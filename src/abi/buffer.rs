//! Buffer read helpers for ABI decoding.

use super::CodecError;

/// Size in bytes of one VM word.
pub const WORD_SIZE: usize = 8;

/// Safe buffer read helper - returns error instead of panicking.
#[inline]
pub fn read_byte(buffer: &[u8], offset: usize) -> Result<u8, CodecError> {
    buffer
        .get(offset)
        .copied()
        .ok_or(CodecError::BufferTooSmall {
            needed: offset + 1,
            available: buffer.len(),
        })
}

/// Safe buffer slice read helper.
#[inline]
pub fn read_slice(buffer: &[u8], start: usize, len: usize) -> Result<&[u8], CodecError> {
    let end = start.checked_add(len).ok_or(CodecError::BufferTooSmall {
        needed: usize::MAX,
        available: buffer.len(),
    })?;
    buffer.get(start..end).ok_or(CodecError::BufferTooSmall {
        needed: end,
        available: buffer.len(),
    })
}

/// Read a fixed-size array starting at `start`.
#[inline]
pub fn read_array<const N: usize>(buffer: &[u8], start: usize) -> Result<[u8; N], CodecError> {
    read_slice(buffer, start, N)?
        .try_into()
        .map_err(|_| CodecError::BufferTooSmall {
            needed: start + N,
            available: buffer.len(),
        })
}

/// Read one big-endian word starting at `start`.
#[inline]
pub fn read_word(buffer: &[u8], start: usize) -> Result<u64, CodecError> {
    read_array::<WORD_SIZE>(buffer, start).map(u64::from_be_bytes)
}

/// The bytes of `buffer` from `offset` onwards.
#[inline]
pub fn tail(buffer: &[u8], offset: usize) -> Result<&[u8], CodecError> {
    buffer.get(offset..).ok_or(CodecError::BufferTooSmall {
        needed: offset,
        available: buffer.len(),
    })
}

#[cfg(test)]
mod tests {
    use super::*;

    #[test]
    fn test_read_word_big_endian() {
        let data = [0, 0, 0, 0, 0, 0, 1, 2, 0xff];
        assert_eq!(read_word(&data, 0), Ok(258));
    }

    #[test]
    fn test_read_slice_out_of_bounds() {
        let data = [1, 2, 3];
        assert_eq!(
            read_slice(&data, 2, 4),
            Err(CodecError::BufferTooSmall {
                needed: 6,
                available: 3
            })
        );
    }

    #[test]
    fn test_tail_at_end_is_empty() {
        let data = [1, 2, 3];
        assert_eq!(tail(&data, 3), Ok(&[][..]));
        assert!(tail(&data, 4).is_err());
    }
}
//! End-to-end tests: ABI JSON in, bytes out, and back.

use serde_json::json;
use sway_abi_coder::abi::{ByteCoder, DynamicLengthCoder};
use sway_abi_coder::{AbiCoder, AbiSpecification, AbiValue, CodecError, Coder, TypeResolver};

const FIXTURE: &str = include_str!("fixtures/types.json");

fn abi_coder() -> Result<AbiCoder, anyhow::Error> {
    Ok(AbiCoder::from_json(FIXTURE)?)
}

#[test]
fn test_u16_output_zero() -> Result<(), anyhow::Error> {
    let coder = abi_coder()?;
    let f = coder.function("types_u16")?;
    let bytes = f.encode_output(&AbiValue::U16(0))?;
    assert_eq!(bytes, vec![0, 0]);
    assert_eq!(f.decode_output(&[0, 0])?, AbiValue::U16(0));
    Ok(())
}

#[test]
fn test_u16_output_255() -> Result<(), anyhow::Error> {
    let coder = abi_coder()?;
    let f = coder.function("types_u16")?;
    let bytes = f.encode_output(&AbiValue::U16(255))?;
    assert_eq!(bytes, vec![0, 255]);
    assert_eq!(f.decode_output(&[0, 255])?, AbiValue::U16(255));
    Ok(())
}

#[test]
fn test_void_output() -> Result<(), anyhow::Error> {
    let coder = abi_coder()?;
    let f = coder.function("types_void")?;
    assert!(f.encode_output(&AbiValue::Unit)?.is_empty());
    assert_eq!(f.decode_output(&[])?, AbiValue::Unit);
    assert!(f.encode_arguments(&[])?.is_empty());
    Ok(())
}

#[test]
fn test_struct_of_two_u8() -> Result<(), anyhow::Error> {
    let coder = abi_coder()?;
    let f = coder.function("make_point")?;
    let point = AbiValue::structure([("a", AbiValue::U8(7)), ("b", AbiValue::U8(9))]);
    let bytes = f.encode_output(&point)?;
    assert_eq!(bytes, vec![7, 9]);
    assert_eq!(f.decode_output(&bytes)?, point);
    Ok(())
}

#[test]
fn test_generic_wrapper_u32() -> Result<(), anyhow::Error> {
    let abi = AbiSpecification::from_json(FIXTURE)?;
    let ty = TypeResolver::new(&abi).resolve("wrapper_u32")?;
    let value_ty = ty
        .component("value")
        .ok_or_else(|| anyhow::anyhow!("missing value component"))?;
    assert_eq!(value_ty.type_name, "u32");

    let coder = Coder::from_resolved(&ty)?;
    let bytes = coder.encode(&AbiValue::structure([("value", AbiValue::U32(7))]))?;
    assert_eq!(bytes, vec![0, 0, 0, 7]);
    Ok(())
}

#[test]
fn test_vector_of_structs_uses_element_count() -> Result<(), anyhow::Error> {
    let coder = abi_coder()?;
    let f = coder.function("points")?;
    let p = |a, b| AbiValue::structure([("a", AbiValue::U8(a)), ("b", AbiValue::U8(b))]);
    let bytes = f.encode_arguments(&[AbiValue::Vector(vec![p(1, 2), p(3, 4), p(5, 6)])])?;
    assert_eq!(DynamicLengthCoder::decode(&bytes)?, 3);
    assert_eq!(bytes.len(), 8 + 6);

    let output = f.encode_output(&AbiValue::Bytes(vec![1, 2, 3]))?;
    assert_eq!(output, ByteCoder::encode(&[1, 2, 3]));
    Ok(())
}

#[test]
fn test_mixed_arguments_split_by_encoded_length() -> Result<(), anyhow::Error> {
    let coder = abi_coder()?;
    let f = coder.function("maybe")?;
    let args = [
        AbiValue::some(AbiValue::U32(42)),
        AbiValue::StdString("fuel".into()),
    ];
    let bytes = f.encode_arguments(&args)?;

    let (_, option) = f
        .inputs
        .first()
        .ok_or_else(|| anyhow::anyhow!("missing input"))?;
    let first = option.encoded_length(&bytes)?;
    assert_eq!(first, 8 + 4);
    assert_eq!(bytes.len() - first, 8 + 4);
    assert_eq!(f.decode_arguments(&bytes)?, args.to_vec());
    Ok(())
}

#[test]
fn test_result_output() -> Result<(), anyhow::Error> {
    let coder = abi_coder()?;
    let f = coder.function("maybe")?;
    let err = AbiValue::err(AbiValue::Bool(true));
    let bytes = f.encode_output(&err)?;
    assert_eq!(bytes, vec![0, 0, 0, 0, 0, 0, 0, 1, 1]);
    assert_eq!(f.decode_output(&bytes)?, err);

    let bad = [0, 0, 0, 0, 0, 0, 0, 2, 1];
    assert!(matches!(
        f.decode_output(&bad),
        Err(CodecError::InvalidDiscriminant { discriminant: 2, .. })
    ));
    Ok(())
}

#[test]
fn test_json_arguments() -> Result<(), anyhow::Error> {
    let coder = abi_coder()?;
    let f = coder.function("wrap_u32")?;
    let (_, input) = f
        .inputs
        .first()
        .ok_or_else(|| anyhow::anyhow!("missing input"))?;
    let value = input.value_from_json(&json!({ "value": "0x07" }))?;
    assert_eq!(f.encode_arguments(&[value])?, vec![0, 0, 0, 7]);

    let decoded = f.decode_output(&[0, 0, 1, 0])?;
    assert_eq!(decoded.to_json(), json!({ "value": 256 }));
    Ok(())
}

#[test]
fn test_out_of_range_is_encode_error() -> Result<(), anyhow::Error> {
    let coder = abi_coder()?;
    let f = coder.function("types_u16")?;
    assert!(matches!(
        f.encode_output(&AbiValue::U32(65536)),
        Err(CodecError::ValueOutOfRange { ty: "u16", .. })
    ));
    Ok(())
}

#[test]
fn test_truncated_input_is_decode_error() -> Result<(), anyhow::Error> {
    let coder = abi_coder()?;
    let f = coder.function("maybe")?;
    let bytes = f.encode_arguments(&[AbiValue::none(), AbiValue::StdString("abc".into())])?;
    let truncated = bytes
        .get(..bytes.len() - 1)
        .ok_or_else(|| anyhow::anyhow!("empty encoding"))?;
    assert!(matches!(
        f.decode_arguments(truncated),
        Err(CodecError::BufferTooSmall { .. })
    ));
    Ok(())
}
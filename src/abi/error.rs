//! Error types for ABI encoding and decoding.

use thiserror::Error;

/// Errors that can occur while composing coders, encoding or decoding.
#[derive(Error, Debug, Clone, PartialEq, Eq)]
pub enum CodecError {
    #[error("Buffer too small: need {needed} bytes, have {available}")]
    BufferTooSmall { needed: usize, available: usize },

    #[error("Invalid UTF-8 in string")]
    InvalidUtf8,

    #[error("Invalid discriminant {discriminant} for enum with {num_variants} variants")]
    InvalidDiscriminant {
        discriminant: u64,
        num_variants: usize,
    },

    #[error("Invalid bool value: {0}")]
    InvalidBool(u8),

    #[error("Type mismatch: expected {expected}, got {got}")]
    TypeMismatch { expected: String, got: String },

    #[error("Cannot build coder for type: {0}")]
    UnsupportedType(String),

    #[error("Invalid {ty} value: {value}")]
    ValueOutOfRange { ty: &'static str, value: String },

    #[error("Length mismatch: expected {expected}, got {got}")]
    LengthMismatch { expected: usize, got: usize },

    #[error("Unknown enum variant: {0}")]
    UnknownVariant(String),

    #[error("Dynamic length {length} exceeds limit {limit}")]
    LengthLimitExceeded { length: u64, limit: u64 },

    #[error("Invalid value: {0}")]
    InvalidValue(String),
}

impl CodecError {
    pub(crate) fn mismatch(expected: impl Into<String>, got: impl Into<String>) -> Self {
        Self::TypeMismatch {
            expected: expected.into(),
            got: got.into(),
        }
    }
}
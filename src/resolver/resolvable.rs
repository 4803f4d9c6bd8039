//! Intermediate, possibly generic type nodes.

use crate::matchers::SwayType;

use super::ResolvedType;

/// Either a node that may still contain generics, or a concrete one.
///
/// Every consumer has to branch on which of the two it holds.
#[derive(Debug, Clone, PartialEq, Eq)]
pub enum TypeNode {
    Resolvable(ResolvableType),
    Resolved(ResolvedType),
}

impl TypeNode {
    pub fn is_resolved(&self) -> bool {
        matches!(self, TypeNode::Resolved(_))
    }

    pub fn as_resolved(&self) -> Option<&ResolvedType> {
        match self {
            TypeNode::Resolved(ty) => Some(ty),
            TypeNode::Resolvable(_) => None,
        }
    }

    pub fn type_name(&self) -> &str {
        match self {
            TypeNode::Resolvable(ty) => &ty.type_name,
            TypeNode::Resolved(ty) => &ty.type_name,
        }
    }
}

#[derive(Debug, Clone, PartialEq, Eq)]
pub struct ResolvableComponent {
    pub name: String,
    pub ty: TypeNode,
}

/// A metadata type together with what is known about its type parameters.
#[derive(Debug, Clone, PartialEq, Eq)]
pub struct ResolvableType {
    pub metadata_type_id: u32,
    pub type_name: String,
    pub components: Option<Vec<ResolvableComponent>>,
    /// Type parameter id to its argument, in declaration order.
    pub type_params: Option<Vec<(u32, TypeNode)>>,
}

impl ResolvableType {
    /// The argument currently bound to type parameter `id`.
    pub fn type_param(&self, id: u32) -> Option<&TypeNode> {
        self.type_params
            .iter()
            .flatten()
            .find(|(tp, _)| *tp == id)
            .map(|(_, ty)| ty)
    }

    /// Every component is already resolved.
    pub fn components_resolved(&self) -> bool {
        self.components
            .as_ref()
            .is_some_and(|cs| cs.iter().all(|c| c.ty.is_resolved()))
    }

    /// Whether resolving this node still needs bindings from an enclosing type.
    pub fn is_generic(&self) -> bool {
        if SwayType::Generic.matches(&self.type_name) {
            return true;
        }
        self.components.iter().flatten().any(|c| match &c.ty {
            TypeNode::Resolved(_) => false,
            TypeNode::Resolvable(inner) => {
                let bound = self
                    .type_param(inner.metadata_type_id)
                    .is_some_and(TypeNode::is_resolved);
                !bound && inner.is_generic()
            }
        })
    }
}
//! Fixed-width big-endian unsigned integer coders.

use ethnum::U256;

use super::buffer::read_slice;
use super::CodecError;

/// Width of an unsigned integer on the wire.
#[derive(Debug, Clone, Copy, PartialEq, Eq, Hash)]
pub enum UintWidth {
    U8,
    U16,
    U32,
    U64,
    U256,
}

impl UintWidth {
    /// Number of bytes the integer occupies.
    pub const fn encoded_length(self) -> usize {
        match self {
            UintWidth::U8 => 1,
            UintWidth::U16 => 2,
            UintWidth::U32 => 4,
            UintWidth::U64 => 8,
            UintWidth::U256 => 32,
        }
    }

    /// Largest representable value.
    pub fn max(self) -> U256 {
        match self {
            UintWidth::U8 => U256::from(u8::MAX),
            UintWidth::U16 => U256::from(u16::MAX),
            UintWidth::U32 => U256::from(u32::MAX),
            UintWidth::U64 => U256::from(u64::MAX),
            UintWidth::U256 => U256::MAX,
        }
    }

    /// Sway name of the type.
    pub const fn name(self) -> &'static str {
        match self {
            UintWidth::U8 => "u8",
            UintWidth::U16 => "u16",
            UintWidth::U32 => "u32",
            UintWidth::U64 => "u64",
            UintWidth::U256 => "u256",
        }
    }
}

/// Encode `value` as exactly `width.encoded_length()` big-endian bytes.
pub fn encode_uint(value: U256, width: UintWidth) -> Result<Vec<u8>, CodecError> {
    if value > width.max() {
        return Err(CodecError::ValueOutOfRange {
            ty: width.name(),
            value: value.to_string(),
        });
    }
    let bytes = value.to_be_bytes();
    let start = bytes.len() - width.encoded_length();
    Ok(bytes.get(start..).map(<[u8]>::to_vec).unwrap_or_default())
}

/// Decode the first `width.encoded_length()` bytes of `data` as a big-endian integer.
pub fn decode_uint(data: &[u8], width: UintWidth) -> Result<U256, CodecError> {
    let len = width.encoded_length();
    let src = read_slice(data, 0, len)?;
    let mut bytes = [0u8; 32];
    if let Some(dst) = bytes.get_mut(32 - len..) {
        dst.copy_from_slice(src);
    }
    Ok(U256::from_be_bytes(bytes))
}

#[cfg(test)]
mod tests {
    use super::*;

    #[test]
    fn test_u16_boundaries() {
        assert_eq!(encode_uint(U256::ZERO, UintWidth::U16), Ok(vec![0, 0]));
        assert_eq!(
            encode_uint(U256::from(65535u32), UintWidth::U16),
            Ok(vec![0xff, 0xff])
        );
        assert_eq!(
            encode_uint(U256::from(255u32), UintWidth::U16),
            Ok(vec![0, 255])
        );
    }

    #[test]
    fn test_out_of_range_rejected() {
        let err = encode_uint(U256::from(65536u32), UintWidth::U16);
        assert_eq!(
            err,
            Err(CodecError::ValueOutOfRange {
                ty: "u16",
                value: "65536".to_string()
            })
        );
        assert!(encode_uint(U256::from(256u32), UintWidth::U8).is_err());
        assert!(encode_uint(U256::from(u64::MAX) + U256::ONE, UintWidth::U64).is_err());
    }

    #[test]
    fn test_u256_max_is_all_ones() {
        let bytes = encode_uint(U256::MAX, UintWidth::U256).unwrap();
        assert_eq!(bytes, vec![0xff; 32]);
        assert_eq!(decode_uint(&bytes, UintWidth::U256), Ok(U256::MAX));
    }

    #[test]
    fn test_decode_reads_only_leading_bytes() {
        let data = [0, 0, 0, 7, 0xaa, 0xbb];
        assert_eq!(decode_uint(&data, UintWidth::U32), Ok(U256::from(7u32)));
    }

    #[test]
    fn test_decode_short_buffer() {
        assert_eq!(
            decode_uint(&[1], UintWidth::U16),
            Err(CodecError::BufferTooSmall {
                needed: 2,
                available: 1
            })
        );
    }
}
use clap::{Parser, Subcommand};
use serde_json::Value as JsonValue;
use std::io::{self, IsTerminal};
use std::path::{Path, PathBuf};
use thiserror::Error;
use tracing_subscriber::{fmt, layer::SubscriberExt, util::SubscriberInitExt, EnvFilter};

use sway_abi_coder::config::{LogFormat, LoggingConfig};
use sway_abi_coder::{
    AbiCoder, AbiSpecification, AbiValue, CodecError, Config, FunctionCoder, TypeResolver,
};

#[derive(Error, Debug)]
pub enum AppError {
    #[error("IO error: {0}")]
    Io(#[from] std::io::Error),

    #[error("{0}")]
    Abi(#[from] sway_abi_coder::Error),

    #[error("Codec error: {0}")]
    Codec(#[from] CodecError),

    #[error("JSON error: {0}")]
    Json(#[from] serde_json::Error),

    #[error("Invalid hex data: {0}")]
    Hex(#[from] hex::FromHexError),

    #[error("Invalid log filter: {0}")]
    LogFilter(String),

    #[error("Expected a JSON array with {expected} arguments")]
    Arguments { expected: usize },
}

#[derive(Parser)]
#[command(name = "abi-coder")]
#[command(about = "Resolve Sway ABI types and encode or decode values in the Fuel wire format")]
struct Cli {
    /// Path to a TOML configuration file
    #[arg(long, global = true, env = "ABI_CODER_CONFIG")]
    config: Option<PathBuf>,

    #[command(subcommand)]
    command: Commands,
}

#[derive(Subcommand)]
enum Commands {
    /// Print the resolved type tree of a concrete type as JSON
    Resolve {
        /// Path to the ABI JSON file
        #[arg(short, long)]
        abi: PathBuf,

        /// Concrete type id to resolve
        #[arg(short = 't', long)]
        concrete_type: String,
    },

    /// Encode a JSON value and print it as 0x hex
    Encode {
        /// Path to the ABI JSON file
        #[arg(short, long)]
        abi: PathBuf,

        /// Name of the function
        #[arg(short, long)]
        function: String,

        /// Encode the function output instead of its arguments
        #[arg(long)]
        output: bool,

        /// JSON value: an array of arguments, or the output value with --output
        #[arg(short, long)]
        value: String,
    },

    /// Decode hex data and print it as JSON
    Decode {
        /// Path to the ABI JSON file
        #[arg(short, long)]
        abi: PathBuf,

        /// Name of the function
        #[arg(short, long)]
        function: String,

        /// Decode the function output instead of its arguments
        #[arg(long)]
        output: bool,

        /// Encoded bytes as hex, with or without 0x prefix
        #[arg(short, long)]
        data: String,
    },

    /// List the function signatures of an ABI
    Functions {
        /// Path to the ABI JSON file
        #[arg(short, long)]
        abi: PathBuf,
    },
}

fn main() -> Result<(), AppError> {
    let cli = Cli::parse();

    let config = match &cli.config {
        Some(path) => Config::from_file(path)?,
        None => Config::default(),
    };
    init_tracing(&config.logging)?;

    match cli.command {
        Commands::Resolve { abi, concrete_type } => {
            let spec = load_spec(&abi)?;
            let resolver = TypeResolver::with_options(&spec, &config.coder);
            let ty = resolver
                .resolve(&concrete_type)
                .map_err(sway_abi_coder::Error::from)?;
            println!("{}", serde_json::to_string_pretty(&ty)?);
            Ok(())
        }
        Commands::Encode {
            abi,
            function,
            output,
            value,
        } => {
            let coder = AbiCoder::from_file(&abi, config.coder)?;
            let f = coder.function(&function)?;
            let json: JsonValue = serde_json::from_str(&value)?;
            let bytes = if output {
                f.encode_output(&f.output.value_from_json(&json)?)?
            } else {
                f.encode_arguments(&arguments_from_json(f, &json)?)?
            };
            println!("0x{}", hex::encode(bytes));
            Ok(())
        }
        Commands::Decode {
            abi,
            function,
            output,
            data,
        } => {
            let coder = AbiCoder::from_file(&abi, config.coder)?;
            let f = coder.function(&function)?;
            let bytes = hex::decode(data.trim().trim_start_matches("0x"))?;
            let json = if output {
                f.decode_output(&bytes)?.to_json()
            } else {
                JsonValue::Array(
                    f.decode_arguments(&bytes)?
                        .iter()
                        .map(AbiValue::to_json)
                        .collect(),
                )
            };
            println!("{}", serde_json::to_string_pretty(&json)?);
            Ok(())
        }
        Commands::Functions { abi } => {
            let coder = AbiCoder::from_file(&abi, config.coder)?;
            for f in coder.functions() {
                println!("{}", f.signature());
            }
            Ok(())
        }
    }
}

/// Install the stderr subscriber; `RUST_LOG` overrides the configured level.
fn init_tracing(config: &LoggingConfig) -> Result<(), AppError> {
    let filter = match EnvFilter::try_from_default_env() {
        Ok(filter) => filter,
        Err(_) => EnvFilter::try_new(&config.level)
            .map_err(|e| AppError::LogFilter(e.to_string()))?,
    };

    match config.format {
        LogFormat::Text => {
            let layer = fmt::layer()
                .with_ansi(io::stderr().is_terminal())
                .with_writer(io::stderr);
            tracing_subscriber::registry().with(filter).with(layer).init();
        }
        LogFormat::Json => {
            let layer = fmt::layer().json().with_writer(io::stderr);
            tracing_subscriber::registry().with(filter).with(layer).init();
        }
    }
    Ok(())
}

fn load_spec(path: &Path) -> Result<AbiSpecification, AppError> {
    let json = std::fs::read_to_string(path)?;
    Ok(AbiSpecification::from_json(&json)?)
}

fn arguments_from_json(f: &FunctionCoder, json: &JsonValue) -> Result<Vec<AbiValue>, AppError> {
    let expected = f.inputs.len();
    match json {
        JsonValue::Array(items) if items.len() == expected => Ok(f
            .inputs
            .iter()
            .zip(items)
            .map(|((_, coder), item)| coder.value_from_json(item))
            .collect::<Result<_, _>>()?),
        _ => Err(AppError::Arguments { expected }),
    }
}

WHAT THE EXERCISE ASKS:
Return all lines from the data above with "usize" in them.

RESPONSE TO THIS TASK:
pub const WORD_SIZE: usize = 8;
pub fn read_byte(buffer: &[u8], offset: usize) -> Result<u8, CodecError> {
pub fn read_slice(buffer: &[u8], start: usize, len: usize) -> Result<&[u8], CodecError> {
        needed: usize::MAX,
pub fn read_array<const N: usize>(buffer: &[u8], start: usize) -> Result<[u8; N], CodecError> {
pub fn read_word(buffer: &[u8], start: usize) -> Result<u64, CodecError> {
pub fn tail(buffer: &[u8], offset: usize) -> Result<&[u8], CodecError> {
    BufferTooSmall { needed: usize, available: usize },
        num_variants: usize,
    LengthMismatch { expected: usize, got: usize },
    pub const fn encoded_length(self) -> usize {
    Arguments { expected: usize },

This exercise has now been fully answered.